Critical Infrastructure

hybrid by 2028
PQC‑only by 2035

34.9 — Vendor Milestones

2026

CBOM/SBOM required
sovereignty attestation required

2027

hybrid support required

2028

hybrid validation required

2029

PQC‑only readiness required

2030

PQC‑only validation required

2031–2035

OT/ICS PQC‑native hardware required

34.10 — Governance Milestones

SPGC

annual roadmap updates
annual statewide PQC report
quarterly compliance reviews

SIGs

quarterly sector reports
sector risk maps
sector validation coordination

TWGs

annual test suite updates
annual validation cycles
annual technical guidance

34.11 — Why the Roadmap Determines PQC Success

PQC modernization fails when:

timelines drift
vendors stall
sectors misalign
cloud providers regress
identity systems break
OT/ICS modernization lags

PQC modernization succeeds when:

timelines are clear
milestones are enforced
vendors are accountable
sectors move together
validation is continuous
governance is strong

The roadmap is the execution engine of statewide PQC modernization.

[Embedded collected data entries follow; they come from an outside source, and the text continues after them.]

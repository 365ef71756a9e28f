//! In-memory send service.
//!
//! `SimServer` plays the service side of the access protocol. Content is
//! sealed with keys and nonces drawn from a seeded ChaCha RNG, so a given seed
//! always produces the same wire bytes.

use std::collections::HashMap;

use rand::{RngCore, SeedableRng};
use rand_chacha::ChaCha8Rng;
use sendlink_app::{AccessGateway, FetchedFile, GatewayError};
use sendlink_client::{AccessOutcome, AccessResponse, SendType};
use sendlink_crypto::{
    KEY_SIZE, KeyMaterial, NONCE_SIZE, PASSWORD_ITERATIONS, derive_password_verifier, seal,
    seal_field,
};
use sendlink_proto::{FileSection, TextSection};

/// Base URL for blob links handed out by the server.
const BLOB_BASE: &str = "https://blobs.sim";

/// Origin used when building share links.
const SHARE_ORIGIN: &str = "https://send.sim";

/// One recorded access request.
#[derive(Debug, Clone, PartialEq, Eq)]
pub struct AccessCall {
    /// Requested send.
    pub send_id: String,
    /// Verifier sent with the request, if any.
    pub password: Option<String>,
}

/// Handle to a published send, as its sender would hold it.
#[derive(Debug, Clone)]
pub struct PublishedSend {
    /// Server-side identifier.
    pub send_id: String,
    /// Link key. Never stored by the server.
    pub key: KeyMaterial,
}

impl PublishedSend {
    /// Share link in `#/send/{id}/{key}` form.
    pub fn link(&self) -> String {
        format!("{SHARE_ORIGIN}/#/send/{}/{}", self.send_id, self.key.to_url_fragment())
    }
}

struct StoredSend {
    response: AccessResponse,
    /// Base64 verifier for protected sends.
    verifier: Option<String>,
}

/// Simulation send service for testing.
///
/// Tests publish sends, then hand the server to a
/// [`Runtime`](sendlink_app::Runtime) as its gateway. Fault injection covers
/// the failure paths the recipient must survive.
pub struct SimServer {
    rng: ChaCha8Rng,
    sends: HashMap<String, StoredSend>,
    blobs: HashMap<String, Vec<u8>>,
    access_calls: Vec<AccessCall>,
    fetch_calls: Vec<String>,
    /// Status returned for every fetch instead of the blob.
    fetch_status: Option<u16>,
    /// Transport error returned for every fetch.
    fetch_failure: Option<String>,
}

impl SimServer {
    /// Create an empty server with a deterministic RNG.
    pub fn new(seed: u64) -> Self {
        Self {
            rng: ChaCha8Rng::seed_from_u64(seed),
            sends: HashMap::new(),
            blobs: HashMap::new(),
            access_calls: Vec::new(),
            fetch_calls: Vec::new(),
            fetch_status: None,
            fetch_failure: None,
        }
    }

    /// Publish a text send under a fresh key.
    pub fn publish_text(
        &mut self,
        send_id: &str,
        name: &str,
        text: &str,
        hidden: bool,
    ) -> PublishedSend {
        let key = self.generate_key();
        let response = AccessResponse {
            id: send_id.to_string(),
            send_type: SendType::Text,
            name: Some(self.seal_text(name, &key)),
            text: Some(TextSection { text: self.seal_text(text, &key), hidden }),
            file: None,
        };

        self.store(send_id, response);
        PublishedSend { send_id: send_id.to_string(), key }
    }

    /// Publish a file send under a fresh key.
    pub fn publish_file(
        &mut self,
        send_id: &str,
        file_name: &str,
        contents: &[u8],
    ) -> PublishedSend {
        let key = self.generate_key();
        let file_id = format!("{send_id}-file");
        let url = format!("{BLOB_BASE}/{file_id}");
        let blob = seal(contents, &key, self.nonce());

        let response = AccessResponse {
            id: send_id.to_string(),
            send_type: SendType::File,
            name: Some(self.seal_text(file_name, &key)),
            text: None,
            file: Some(FileSection {
                id: Some(file_id),
                file_name: self.seal_text(file_name, &key),
                size: Some(contents.len().to_string()),
                size_name: Some(format!("{} Bytes", contents.len())),
                url: url.clone(),
            }),
        };

        self.blobs.insert(url, blob);
        self.store(send_id, response);
        PublishedSend { send_id: send_id.to_string(), key }
    }

    /// Require a password for an already published send.
    ///
    /// Returns `false` if the send does not exist.
    pub fn protect(&mut self, send: &PublishedSend, password: &str) -> bool {
        let Some(stored) = self.sends.get_mut(&send.send_id) else {
            return false;
        };
        let Ok(verifier) = derive_password_verifier(password, &send.key, PASSWORD_ITERATIONS)
        else {
            unreachable!("protocol iteration count is non-zero");
        };

        stored.verifier = Some(verifier.to_base64());
        true
    }

    /// Replace a stored response wholesale, e.g. with one sealed under the
    /// wrong key.
    pub fn replace_response(&mut self, send_id: &str, response: AccessResponse) {
        if let Some(stored) = self.sends.get_mut(send_id) {
            stored.response = response;
        }
    }

    /// Answer every subsequent fetch with `status` and an empty body.
    pub fn fail_fetches_with(&mut self, status: u16) {
        self.fetch_status = Some(status);
    }

    /// Fail every subsequent fetch before a status is received.
    pub fn drop_fetches(&mut self, reason: &str) {
        self.fetch_failure = Some(reason.to_string());
    }

    /// Serve fetches normally again.
    pub fn heal_fetches(&mut self) {
        self.fetch_status = None;
        self.fetch_failure = None;
    }

    /// Flip one bit in the last byte of a stored blob.
    pub fn corrupt_blob(&mut self, url: &str) {
        if let Some(last) = self.blobs.get_mut(url).and_then(|blob| blob.last_mut()) {
            *last ^= 0x01;
        }
    }

    /// Blob URL of a file send.
    pub fn blob_url(&self, send_id: &str) -> Option<&str> {
        self.sends.get(send_id)?.response.file.as_ref().map(|file| file.url.as_str())
    }

    /// Every access request received, in order.
    pub fn access_calls(&self) -> &[AccessCall] {
        &self.access_calls
    }

    /// Every blob URL fetched, in order.
    pub fn fetch_calls(&self) -> &[String] {
        &self.fetch_calls
    }

    fn store(&mut self, send_id: &str, response: AccessResponse) {
        self.sends.insert(send_id.to_string(), StoredSend { response, verifier: None });
    }

    fn generate_key(&mut self) -> KeyMaterial {
        let mut bytes = [0u8; KEY_SIZE];
        self.rng.fill_bytes(&mut bytes);
        KeyMaterial::from_bytes(bytes)
    }

    fn nonce(&mut self) -> [u8; NONCE_SIZE] {
        let mut nonce = [0u8; NONCE_SIZE];
        self.rng.fill_bytes(&mut nonce);
        nonce
    }

    fn seal_text(&mut self, plaintext: &str, key: &KeyMaterial) -> String {
        let nonce = self.nonce();
        seal_field(plaintext.as_bytes(), key, nonce)
    }
}

impl AccessGateway for SimServer {
    async fn request_access(&mut self, send_id: &str, password: Option<&str>) -> AccessOutcome {
        self.access_calls.push(AccessCall {
            send_id: send_id.to_string(),
            password: password.map(str::to_string),
        });

        let Some(stored) = self.sends.get(send_id) else {
            tracing::debug!(%send_id, "unknown send");
            return AccessOutcome::Failed { reason: "status 404 Not Found".to_string() };
        };

        match (&stored.verifier, password) {
            (Some(expected), Some(given)) if expected == given => {
                AccessOutcome::Granted(stored.response.clone())
            },
            (Some(_), _) => AccessOutcome::PasswordRequired,
            (None, _) => AccessOutcome::Granted(stored.response.clone()),
        }
    }

    async fn fetch_file(&mut self, url: &str) -> Result<FetchedFile, GatewayError> {
        self.fetch_calls.push(url.to_string());

        if let Some(reason) = &self.fetch_failure {
            return Err(GatewayError::Transport(reason.clone()));
        }
        if let Some(status) = self.fetch_status {
            return Ok(FetchedFile { status, body: Vec::new() });
        }

        Ok(match self.blobs.get(url) {
            Some(blob) => FetchedFile { status: 200, body: blob.clone() },
            None => FetchedFile { status: 404, body: Vec::new() },
        })
    }
}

This chapter provides the complete statewide implementation roadmap for Arizona’s PQC modernization — from 2026 to 2035. It defines the milestones, dependencies, responsibilities, and timelines that ensure Arizona transitions safely, coherently, and sovereignly into the post‑quantum era.

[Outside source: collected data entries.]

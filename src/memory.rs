use async_trait::async_trait;
use chrono::Utc;
use std::{
    collections::HashMap,
    num::NonZeroU32,
    sync::{
        Arc, Mutex, MutexGuard,
        atomic::{AtomicBool, Ordering},
    },
};
use uuid::Uuid;

use crate::{
    error::{StoreError, StoreResult},
    models::{
        CartItem, CartKey, CartLine, CreateProductRequest, NewUser, Product, RemoveOutcome, Role,
        UpdateProductRequest, UpdateUserRequest, User, UserRecord,
    },
    repository::{CartStore, ProductCatalog, UserDirectory},
};

#[derive(Default)]
struct Tables {
    lines: HashMap<CartKey, i32>,
    products: HashMap<Uuid, Product>,
    users: HashMap<Uuid, UserRecord>,
}

/// InMemoryRepository
///
/// Process-local implementation of the store contracts, used by the test suite
/// and by local runs without `DATABASE_URL`. Each trait method performs its whole
/// read-modify-write under one lock acquisition, which gives it the same
/// per-operation atomicity the Postgres statements have.
///
/// `set_unavailable(true)` makes every call fail, to exercise the 500 path.
#[derive(Clone, Default)]
pub struct InMemoryRepository {
    tables: Arc<Mutex<Tables>>,
    unavailable: Arc<AtomicBool>,
}

impl InMemoryRepository {
    pub fn new() -> Self {
        Self::default()
    }

    pub fn set_unavailable(&self, unavailable: bool) {
        self.unavailable.store(unavailable, Ordering::SeqCst);
    }

    /// Seeds a product directly, bypassing the catalogue routes.
    pub fn insert_product(&self, title: &str, price: f64) -> StoreResult<Product> {
        let product = Product {
            id: Uuid::new_v4(),
            title: title.to_string(),
            description: format!("{title} description"),
            price,
            rating: 0.0,
            created_at: Utc::now(),
        };
        self.lock()?
            .products
            .insert(product.id, product.clone());
        Ok(product)
    }

    /// Every stored cart line, across all users.
    pub fn all_lines(&self) -> StoreResult<Vec<CartLine>> {
        let tables = self.lock()?;
        Ok(tables
            .lines
            .iter()
            .map(|(key, quantity)| line(*key, *quantity))
            .collect())
    }

    fn lock(&self) -> StoreResult<MutexGuard<'_, Tables>> {
        if self.unavailable.load(Ordering::SeqCst) {
            return Err(StoreError::Unavailable("in-memory store switched off".into()));
        }
        self.tables
            .lock()
            .map_err(|_| StoreError::Unavailable("in-memory store lock poisoned".into()))
    }
}

fn line(key: CartKey, quantity: i32) -> CartLine {
    CartLine {
        user_id: key.user_id,
        product_id: key.product_id,
        quantity,
    }
}

#[async_trait]
impl CartStore for InMemoryRepository {
    async fn get(&self, key: CartKey) -> StoreResult<Option<CartLine>> {
        let tables = self.lock()?;
        Ok(tables.lines.get(&key).map(|quantity| line(key, *quantity)))
    }

    async fn upsert_increment(&self, key: CartKey, delta: NonZeroU32) -> StoreResult<CartLine> {
        let delta = i32::try_from(delta.get())
            .map_err(|_| StoreError::Unavailable(format!("increment {delta} out of range")))?;
        let mut tables = self.lock()?;
        // Mirrors the foreign key on `cart_lines.product_id`.
        if !tables.products.contains_key(&key.product_id) {
            return Err(StoreError::MissingReference);
        }
        let current = tables.lines.get(&key).copied().unwrap_or(0);
        let quantity = current
            .checked_add(delta)
            .ok_or_else(|| StoreError::Unavailable(format!("quantity overflow on {key:?}")))?;
        tables.lines.insert(key, quantity);
        Ok(line(key, quantity))
    }

    async fn remove_one(&self, key: CartKey) -> StoreResult<Option<RemoveOutcome>> {
        let mut tables = self.lock()?;
        let Some(quantity) = tables.lines.get_mut(&key) else {
            return Ok(None);
        };

        *quantity -= 1;
        if *quantity > 0 {
            return Ok(Some(RemoveOutcome::Decremented(line(key, *quantity))));
        }
        tables.lines.remove(&key);
        Ok(Some(RemoveOutcome::Removed))
    }

    async fn delete_if_zero_or_below(&self, key: CartKey) -> StoreResult<bool> {
        let mut tables = self.lock()?;
        match tables.lines.get(&key) {
            Some(quantity) if *quantity <= 0 => Ok(tables.lines.remove(&key).is_some()),
            _ => Ok(false),
        }
    }

    async fn delete_all(&self, user_id: Uuid) -> StoreResult<u64> {
        let mut tables = self.lock()?;
        let before = tables.lines.len();
        tables.lines.retain(|key, _| key.user_id != user_id);
        Ok((before - tables.lines.len()) as u64)
    }

    async fn list(&self, user_id: Uuid) -> StoreResult<Vec<CartItem>> {
        let tables = self.lock()?;
        let mut items: Vec<CartItem> = tables
            .lines
            .iter()
            .filter(|(key, _)| key.user_id == user_id)
            .filter_map(|(key, quantity)| {
                tables.products.get(&key.product_id).map(|product| CartItem {
                    user_id: key.user_id,
                    product_id: key.product_id,
                    quantity: *quantity,
                    product: product.clone(),
                })
            })
            .collect();
        items.sort_by(|a, b| a.product.title.cmp(&b.product.title));
        Ok(items)
    }
}

#[async_trait]
impl ProductCatalog for InMemoryRepository {
    async fn get_product(&self, id: Uuid) -> StoreResult<Option<Product>> {
        Ok(self.lock()?.products.get(&id).cloned())
    }

    async fn list_products(&self) -> StoreResult<Vec<Product>> {
        let mut products: Vec<Product> = self.lock()?.products.values().cloned().collect();
        products.sort_by(|a, b| b.created_at.cmp(&a.created_at));
        Ok(products)
    }

    async fn find_product_by_title(&self, title: &str) -> StoreResult<Option<Product>> {
        Ok(self
            .lock()?
            .products
            .values()
            .find(|product| product.title == title)
            .cloned())
    }

    async fn create_product(&self, req: CreateProductRequest) -> StoreResult<Product> {
        let product = Product {
            id: Uuid::new_v4(),
            title: req.title,
            description: req.description,
            price: req.price,
            rating: req.rating,
            created_at: Utc::now(),
        };
        self.lock()?
            .products
            .insert(product.id, product.clone());
        Ok(product)
    }

    async fn update_product(
        &self,
        id: Uuid,
        req: UpdateProductRequest,
    ) -> StoreResult<Option<Product>> {
        let mut tables = self.lock()?;
        let Some(product) = tables.products.get_mut(&id) else {
            return Ok(None);
        };
        if let Some(title) = req.title {
            product.title = title;
        }
        if let Some(description) = req.description {
            product.description = description;
        }
        if let Some(price) = req.price {
            product.price = price;
        }
        if let Some(rating) = req.rating {
            product.rating = rating;
        }
        Ok(Some(product.clone()))
    }

    /// Mirrors the `ON DELETE CASCADE` on `cart_lines.product_id`.
    async fn delete_product(&self, id: Uuid) -> StoreResult<bool> {
        let mut tables = self.lock()?;
        let existed = tables.products.remove(&id).is_some();
        tables.lines.retain(|key, _| key.product_id != id);
        Ok(existed)
    }
}

#[async_trait]
impl UserDirectory for InMemoryRepository {
    async fn find_user_by_email(&self, email: &str) -> StoreResult<Option<UserRecord>> {
        Ok(self
            .lock()?
            .users
            .values()
            .find(|record| record.user.email == email)
            .cloned())
    }

    async fn find_user_by_id(&self, id: Uuid) -> StoreResult<Option<UserRecord>> {
        Ok(self.lock()?.users.get(&id).cloned())
    }

    async fn list_users(&self) -> StoreResult<Vec<User>> {
        let mut users: Vec<User> = self
            .lock()?
            .users
            .values()
            .map(|record| record.user.clone())
            .collect();
        users.sort_by(|a, b| a.email.cmp(&b.email));
        Ok(users)
    }

    async fn create_user(&self, new_user: NewUser) -> StoreResult<Option<User>> {
        let mut tables = self.lock()?;
        if email_taken(&tables, &new_user.email, None) {
            return Ok(None);
        }
        let user = User {
            id: Uuid::new_v4(),
            name: new_user.name,
            email: new_user.email,
            role: new_user.role,
        };
        tables.users.insert(
            user.id,
            UserRecord {
                user: user.clone(),
                password_hash: new_user.password_hash,
            },
        );
        Ok(Some(user))
    }

    async fn update_user(&self, id: Uuid, req: UpdateUserRequest) -> StoreResult<Option<User>> {
        let mut tables = self.lock()?;
        let email_clash = req
            .email
            .as_deref()
            .is_some_and(|email| email_taken(&tables, email, Some(id)));
        if email_clash {
            return Err(StoreError::Duplicate);
        }
        let Some(record) = tables.users.get_mut(&id) else {
            return Ok(None);
        };
        if let Some(name) = req.name {
            record.user.name = name;
        }
        if let Some(email) = req.email {
            record.user.email = email;
        }
        Ok(Some(record.user.clone()))
    }

    async fn update_role(&self, id: Uuid, role: Role) -> StoreResult<Option<User>> {
        let mut tables = self.lock()?;
        Ok(tables.users.get_mut(&id).map(|record| {
            record.user.role = role;
            record.user.clone()
        }))
    }

    async fn update_password(&self, id: Uuid, password_hash: String) -> StoreResult<bool> {
        let mut tables = self.lock()?;
        match tables.users.get_mut(&id) {
            Some(record) => {
                record.password_hash = password_hash;
                Ok(true)
            }
            None => Ok(false),
        }
    }

    /// Mirrors the `ON DELETE CASCADE` on `cart_lines.user_id`.
    async fn delete_user(&self, id: Uuid) -> StoreResult<bool> {
        let mut tables = self.lock()?;
        let existed = tables.users.remove(&id).is_some();
        tables.lines.retain(|key, _| key.user_id != id);
        Ok(existed)
    }
}

fn email_taken(tables: &Tables, email: &str, except: Option<Uuid>) -> bool {
    tables
        .users
        .values()
        .any(|record| record.user.email == email && Some(record.user.id) != except)
}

Chapter 35 — Conclusion & Executive Summary: The Blueprint for Statewide PQC Modernization

The Blueprint for Statewide PQC Modernization — How Arizona Can Execute PQC Migration at Scale (2026 Edition)

This is the chapter that closes the loop — the chapter that distills 34 chapters of architecture, governance, procurement, validation, risk, and strategy into a single, coherent, statewide blueprint.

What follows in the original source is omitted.